Keine gesetzliche Zwangsschlichtung
Daß es in der Bundesrepublik kein Schlichtungsgesetz gibt, ist erneut Ausdruck der Tarifautonomie. Es hat in der deutschen Geschichte - vor allem in der Weimarer Repblik und in der unmittelbaren Nachkriegszeit - Regelungen gegeben, die eine Schlichtung gesetzlich vorschrieben und die sogar zwingende staatliche Schlichtungssprüche zur Vermeidung von Arbeitskämpfen vorsahen. Die Wirkungen dieser Vorschriften waren besorgniserregend. Demgegenüber bedeutet die Abwesenheit eines Schlichtungsgesetzes - bei gleichzeitiger verfassungsrechtlicher Garantie der Koalitionsfreiheit - eine klare Aussage: daß das Geschehen vor der Führung eines Arbeitskampfes - genau wie die tariflichen Regelungen selbst - der autonomen Gestaltung durch die Tarifvertragsparteien unterliegt. Tarifautonomie schließt deshalb einerseits Zwangsschlichtung aus, andererseits die Möglichkeit der freiwilligen Schlichtung ein.
Hier ist eine doppelte Abgrenzung notwendig:
1. Das frühere Arbeitsrechtssystem der DDR konnte mit freiwilliger Schlichtung aus zwei Gründen keine Erfahrungen machen. Einmal wurde die Fiktion der Interessenidentität von Arbeiterklasse und Gesellschaft gegen alle empirische Überzeugungskraft aufrechterhalten und damit die bloße Möglichkeit eines kollektiven Arbeitskonflikts geleugnet. Zum anderen wäre das Auftreten solcher kollektiver Konflikte mit staatlichen Eingriffen, nicht mir privatrechtlicher Koordination der Beteiligten beantwortet worden. Die Konfliktkommissionen waren denn auch vorwiegend auf dem Gebiet individualrechtlicher Streitigkeiten tätig - und auch dann eher mit dem Ziel erzieherischer Einflußnahme als dem der Vermittlung und des Interessenausgleichs. Mit Schlichtung hatten sie nichts zu tun.

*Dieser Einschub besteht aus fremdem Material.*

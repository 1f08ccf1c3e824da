use serde::Deserialize;
use validator::Validate;

use crate::models::{NewPerson, PersonChanges};
use crate::utils::errors::{AppError, AppResult};
use crate::utils::validation::{
    blank_as_none, nullable_text, only_digits, required, RequestSchema,
};

const FULL_NAME_REQUIRED: &str = "Nome completo é obrigatório.";

/// Request para cadastrar una persona
#[derive(Debug, Deserialize, Validate)]
pub struct CreatePersonRequest {
    #[serde(default)]
    #[validate(length(max = 200, message = "Nome muito longo."))]
    pub full_name: String,
    #[serde(default, deserialize_with = "blank_as_none")]
    #[validate(length(max = 50, message = "Documento muito longo."))]
    pub doc_number: Option<String>,
    #[serde(default, deserialize_with = "blank_as_none")]
    #[validate(length(max = 30, message = "Telefone muito longo."))]
    pub phone: Option<String>,
    #[serde(default, deserialize_with = "blank_as_none")]
    #[validate(email(message = "E-mail inválido."))]
    pub email: Option<String>,
    #[serde(default, deserialize_with = "blank_as_none")]
    pub notes: Option<String>,
}

impl RequestSchema for CreatePersonRequest {
    type Valid = NewPerson;

    fn finish(self) -> AppResult<NewPerson> {
        Ok(NewPerson {
            full_name: required(&self.full_name, FULL_NAME_REQUIRED)?,
            doc_number: self.doc_number,
            phone: self.phone.map(|p| only_digits(&p)).filter(|p| !p.is_empty()),
            email: self.email,
            notes: self.notes,
        })
    }
}

/// Request para actualizar una persona; solo se tocan los campos presentes
#[derive(Debug, Deserialize, Validate)]
pub struct UpdatePersonRequest {
    #[validate(length(max = 200, message = "Nome muito longo."))]
    pub full_name: Option<String>,
    #[serde(default, deserialize_with = "nullable_text")]
    pub doc_number: Option<Option<String>>,
    #[serde(default, deserialize_with = "nullable_text")]
    pub phone: Option<Option<String>>,
    #[serde(default, deserialize_with = "nullable_text")]
    pub email: Option<Option<String>>,
    #[serde(default, deserialize_with = "nullable_text")]
    pub notes: Option<Option<String>>,
    #[serde(default, deserialize_with = "nullable_text")]
    pub photo_url: Option<Option<String>>,
}

impl RequestSchema for UpdatePersonRequest {
    type Valid = PersonChanges;

    fn finish(self) -> AppResult<PersonChanges> {
        let full_name = match self.full_name {
            Some(name) => Some(required(&name, FULL_NAME_REQUIRED)?),
            None => None,
        };

        if let Some(Some(email)) = &self.email {
            if !validator::validate_email(email) {
                return Err(AppError::BadRequest("E-mail inválido.".to_string()));
            }
        }
        if let Some(Some(url)) = &self.photo_url {
            if !validator::validate_url(url) {
                return Err(AppError::BadRequest("URL da foto inválida.".to_string()));
            }
        }

        let phone = self
            .phone
            .map(|p| p.map(|p| only_digits(&p)).filter(|p| !p.is_empty()));

        Ok(PersonChanges {
            full_name,
            doc_number: self.doc_number,
            phone,
            email: self.email,
            notes: self.notes,
            photo_url: self.photo_url,
        })
    }
}
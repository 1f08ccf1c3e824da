//! Configuración de base de datos
//!
//! Este módulo maneja la configuración del pool PostgreSQL con SQLx.

use sqlx::postgres::{PgPool, PgPoolOptions};
use std::time::Duration;

use crate::config::environment::EnvironmentConfig;

/// Configuración de la base de datos
#[derive(Debug, Clone)]
pub struct DatabaseConfig {
    pub url: String,
    pub max_connections: u32,
    pub min_connections: u32,
    pub connect_timeout: Duration,
    pub idle_timeout: Duration,
    pub max_lifetime: Duration,
}

impl DatabaseConfig {
    /// `None` cuando no hay `DATABASE_URL`
    pub fn from_environment(env: &EnvironmentConfig) -> Option<Self> {
        env.database_url.as_ref().map(|url| Self {
            url: url.clone(),
            max_connections: env.database_max_connections,
            min_connections: 1,
            connect_timeout: Duration::from_secs(30),
            idle_timeout: Duration::from_secs(300),
            max_lifetime: Duration::from_secs(3600),
        })
    }

    /// Crear un nuevo pool de conexiones
    pub async fn create_pool(&self) -> Result<PgPool, sqlx::Error> {
        PgPoolOptions::new()
            .max_connections(self.max_connections)
            .min_connections(self.min_connections.min(self.max_connections))
            .acquire_timeout(self.connect_timeout)
            .idle_timeout(self.idle_timeout)
            .max_lifetime(self.max_lifetime)
            .connect(&self.url)
            .await
    }
}
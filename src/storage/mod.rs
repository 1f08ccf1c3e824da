//! Almacenamiento de exportaciones
//!
//! Los PDFs generados se suben a un bucket privado y se entregan al cliente
//! mediante una URL firmada de vida corta.

pub mod memory;
pub mod supabase;

use async_trait::async_trait;
use std::time::Duration;

use crate::utils::errors::AppResult;

pub use memory::MemoryStorage;
pub use supabase::SupabaseStorage;

/// Content-Type de los reportes
pub const PDF_CONTENT_TYPE: &str = "application/pdf";

/// Backend de almacenamiento de exportaciones
#[async_trait]
pub trait ExportStorage: Send + Sync {
    /// Crea el bucket si no existe. Los errores se ignoran (el bucket puede existir ya).
    async fn ensure_bucket(&self);

    /// Sube (o reemplaza) el objeto en `path`
    async fn upload(&self, path: &str, bytes: Vec<u8>, content_type: &str) -> AppResult<()>;

    /// URL firmada para descargar `path` durante `ttl`
    async fn signed_url(&self, path: &str, ttl: Duration) -> AppResult<String>;
}
#[tokio::test]
async fn test_checkin_and_checkout_lifecycle() {
    let app = TestApp::new().await;
    let vehicle_id = app.create_vehicle("ABC1234").await;
    let person_id = app.create_person("Diego").await;

    let (status, body) = app
        .post(
            "/api/visits/checkin",
            json!({ "vehicleId": vehicle_id, "personId": person_id }),
        )
        .await;
    assert_eq!(status, StatusCode::OK);
    assert_eq!(body["ok"], true);
    assert_eq!(body["visit"]["purpose"], "despacho");
    assert!(body["visit"]["checkout_time"].is_null());
    let visit_id = id_of(&body["visit"]);

    let (status, body) = app
        .post("/api/visits/checkin", json!({ "vehicleId": vehicle_id }))
        .await;
    assert_eq!(status, StatusCode::CONFLICT);
    assert_eq!(body["error"], "Veículo já possui uma visita em aberto.");

    let (status, _) = app
        .post("/api/visits/checkin", json!({ "personId": Uuid::new_v4() }))
        .await;
    assert_eq!(status, StatusCode::NOT_FOUND);

    let (_, open) = app.get("/api/visits/open").await;
    let open = open["data"].as_array().unwrap().clone();
    assert_eq!(open.len(), 1);
    assert_eq!(open[0]["vehicle"]["plate"], "ABC1234");
    assert_eq!(open[0]["person"]["full_name"], "Diego");
    assert_eq!(open[0]["branch_name"], BRANCH_NAME);

    // Otra filial de la misma empresa no puede cerrarla
    let other_branch = app.sibling(app.company_id, Some(Uuid::new_v4()));
    let (status, body) = other_branch
        .post(&format!("/api/visits/{}/checkout", visit_id), json!({}))
        .await;
    assert_eq!(status, StatusCode::FORBIDDEN);
    assert_eq!(body["error"], "Visita não pertence à organização atual.");

    let (status, body) = app
        .post(&format!("/api/visits/{}/checkout", visit_id), json!({}))
        .await;
    assert_eq!(status, StatusCode::OK);
    assert!(body["visit"]["checkout_time"].is_string());

    let (status, body) = app
        .post(&format!("/api/visits/{}/checkout", visit_id), json!({}))
        .await;
    assert_eq!(status, StatusCode::CONFLICT);
    assert_eq!(body["error"], "Visita já foi encerrada.");

    let (status, _) = app
        .post(&format!("/api/visits/{}/checkout", Uuid::new_v4()), json!({}))
        .await;
    assert_eq!(status, StatusCode::NOT_FOUND);

    let events: Vec<_> = app
        .store
        .events()
        .await
        .into_iter()
        .map(|e| e.event_type)
        .collect();
    assert_eq!(events, vec![VisitEventType::Checkin, VisitEventType::Checkout]);

    // Cerrada la visita, el vehículo puede volver a entrar
    let (status, _) = app
        .post("/api/visits/checkin", json!({ "vehicleId": vehicle_id }))
        .await;
    assert_eq!(status, StatusCode::OK);
}

#[tokio::test]
async fn test_same_vehicle_open_in_other_branch() {
    let app = TestApp::new().await;
    let vehicle_id = app.create_vehicle("ABC1234").await;
    let other_branch = app.sibling(app.company_id, Some(Uuid::new_v4()));

    let (status, _) = app
        .post("/api/visits/checkin", json!({ "vehicleId": vehicle_id }))
        .await;
    assert_eq!(status, StatusCode::OK);
    let (status, _) = other_branch
        .post("/api/visits/checkin", json!({ "vehicleId": vehicle_id }))
        .await;
    assert_eq!(status, StatusCode::OK);

    let (_, open) = other_branch.get("/api/visits/open").await;
    assert_eq!(open["data"].as_array().unwrap().len(), 1);
}

#[tokio::test]
async fn test_visits_require_branch() {
    let app = TestApp::without_branch().await;

    let (status, body) = app.post("/api/visits/checkin", json!({})).await;
    assert_eq!(status, StatusCode::INTERNAL_SERVER_ERROR);
    assert_eq!(body["ok"], false);

    let (status, _) = app.get("/api/visits/open").await;
    assert_eq!(status, StatusCode::INTERNAL_SERVER_ERROR);

    // La consulta por placa sigue funcionando, sin visitas
    app.create_vehicle("ABC1234").await;
    let (status, body) = app.get("/api/lookup/plate/ABC1234").await;
    assert_eq!(status, StatusCode::OK);
    assert_eq!(body["visits"], json!([]));
}

#[tokio::test]
async fn test_history_pagination() {
    let app = TestApp::new().await;

    let (status, body) = app.get("/api/visits/history").await;
    assert_eq!(status, StatusCode::BAD_REQUEST);
    assert_eq!(
        body["error"],
        "Parâmetros obrigatórios: start e end (YYYY-MM-DD)."
    );

    let (status, body) = app
        .get(&format!("/api/visits/history?{}", today_range()))
        .await;
    assert_eq!(status, StatusCode::OK);
    assert_eq!(body["data"], json!([]));
    assert_eq!(body["page"], 1);
    assert_eq!(body["pageSize"], 10);
    assert_eq!(body["total"], 0);
    assert_eq!(body["totalPages"], 1);

    for _ in 0..12 {
        let (status, _) = app.post("/api/visits/checkin", json!({})).await;
        assert_eq!(status, StatusCode::OK);
    }

    let (_, body) = app
        .get(&format!("/api/visits/history?{}&pageSize=1", today_range()))
        .await;
    assert_eq!(body["pageSize"], 5);
    assert_eq!(body["total"], 12);
    assert_eq!(body["totalPages"], 3);
    assert_eq!(body["data"].as_array().unwrap().len(), 5);

    let (_, body) = app
        .get(&format!("/api/visits/history?{}&pageSize=500&page=x", today_range()))
        .await;
    assert_eq!(body["page"], 1);
    assert_eq!(body["pageSize"], 50);
    assert_eq!(body["data"].as_array().unwrap().len(), 12);

    let (_, body) = app
        .get(&format!("/api/visits/history?{}&pageSize=5&page=3", today_range()))
        .await;
    assert_eq!(body["data"].as_array().unwrap().len(), 2);

    // Fuera del período
    let (_, body) = app
        .get("/api/visits/history?start=2020-01-01&end=2020-01-31")
        .await;
    assert_eq!(body["total"], 0);
}
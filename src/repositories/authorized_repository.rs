use async_trait::async_trait;
use uuid::Uuid;

use crate::models::{Authorized, NewAuthorized};
use crate::repositories::{AuthorizedRepository, PgStore};
use crate::utils::errors::AppResult;
use crate::utils::validation::Plate;

#[async_trait]
impl AuthorizedRepository for PgStore {
    async fn list_authorized(&self, company_id: Uuid) -> AppResult<Vec<Authorized>> {
        let entries = sqlx::query_as::<_, Authorized>(
            "SELECT id, plate, name, department FROM authorized WHERE company_id = $1 ORDER BY name",
        )
        .bind(company_id)
        .fetch_all(self.pool())
        .await?;

        Ok(entries)
    }

    async fn find_authorized_by_plate(
        &self,
        company_id: Uuid,
        plate: &Plate,
    ) -> AppResult<Option<Authorized>> {
        let entry = sqlx::query_as::<_, Authorized>(
            "SELECT id, plate, name, department FROM authorized WHERE company_id = $1 AND plate = $2",
        )
        .bind(company_id)
        .bind(plate.as_str())
        .fetch_optional(self.pool())
        .await?;

        Ok(entry)
    }

    async fn insert_authorized(
        &self,
        company_id: Uuid,
        entry: &NewAuthorized,
    ) -> AppResult<Authorized> {
        let created = sqlx::query_as::<_, Authorized>(
            r#"
            INSERT INTO authorized (id, company_id, plate, name, department)
            VALUES ($1, $2, $3, $4, $5)
            RETURNING id, plate, name, department
            "#,
        )
        .bind(Uuid::new_v4())
        .bind(company_id)
        .bind(entry.plate.as_str())
        .bind(&entry.name)
        .bind(&entry.department)
        .fetch_one(self.pool())
        .await?;

        Ok(created)
    }

    async fn update_authorized(
        &self,
        company_id: Uuid,
        id: Uuid,
        entry: &NewAuthorized,
    ) -> AppResult<Option<Authorized>> {
        let updated = sqlx::query_as::<_, Authorized>(
            r#"
            UPDATE authorized
            SET plate = $3, name = $4, department = $5
            WHERE company_id = $1 AND id = $2
            RETURNING id, plate, name, department
            "#,
        )
        .bind(company_id)
        .bind(id)
        .bind(entry.plate.as_str())
        .bind(&entry.name)
        .bind(&entry.department)
        .fetch_optional(self.pool())
        .await?;

        Ok(updated)
    }

    async fn delete_authorized(&self, company_id: Uuid, id: Uuid) -> AppResult<bool> {
        let result = sqlx::query("DELETE FROM authorized WHERE company_id = $1 AND id = $2")
            .bind(company_id)
            .bind(id)
            .execute(self.pool())
            .await?;

        Ok(result.rows_affected() > 0)
    }
}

2. Aber auch das betriebsverfassungsrechtliche System der Konfliktlösung, das jetzt ebenfalls in der DDR gilt, folgt einer anderen Logik als das freiwillige tarifliche Schlichtungswesen. Die Einigungsstelle (siehe Roter Faden Teil 8) weist Elemente einer Zwangsschlichtung auf: Sie kann bei kollektiven Konflikten gegen den Willen einer Seite angerufen werden und bindende Sprüche erlassen, und der Rückgriff auf den Arbeitskampf ist ausgeschlossen. Dies hat vor der Tarifautonomie nur deshalb Bestand, weil die betriebliche Interessenvertretung kein frei gebildeter Verband ist und weil neben ihr - und meist ihr übergeordnet
-die mit Tarifautonomie ausgestattete gewerkschaftliche Interessenvertretung besteht (nach §76 Abs.8 BetrVG) können die Tarifvertragsparteien sogar die Zuständigkeit der Einigungsstelle an sich ziehen).
Schlichtungsordnungen stellen aufgrund des Gesagten meist selbständige tarifliche Regelungen dar. Zur Zeit sind rund 270 Schlichtungsabkommen gültig. Sie erfassen nach Angaben des Bundesarbeitsministeriums etwa 65 Prozent der ArbeitnehmerInnen, für die Tarifverträge abgeschlossen werden.
Da Schlichtungsabkommen schwer zugänglich sind, geben wir an dieser Stelle (unwesentlich gekürzt) die Vereinbarung aus dem Druckbereich wieder. Der nächste Teil der Serie erläutert anhand dieses Dokuments die Hauptprobleme der Schlichtung.
Ulrich Mückenberger
Der Autor ist Professor für Arbeitsrecht in Hamburg.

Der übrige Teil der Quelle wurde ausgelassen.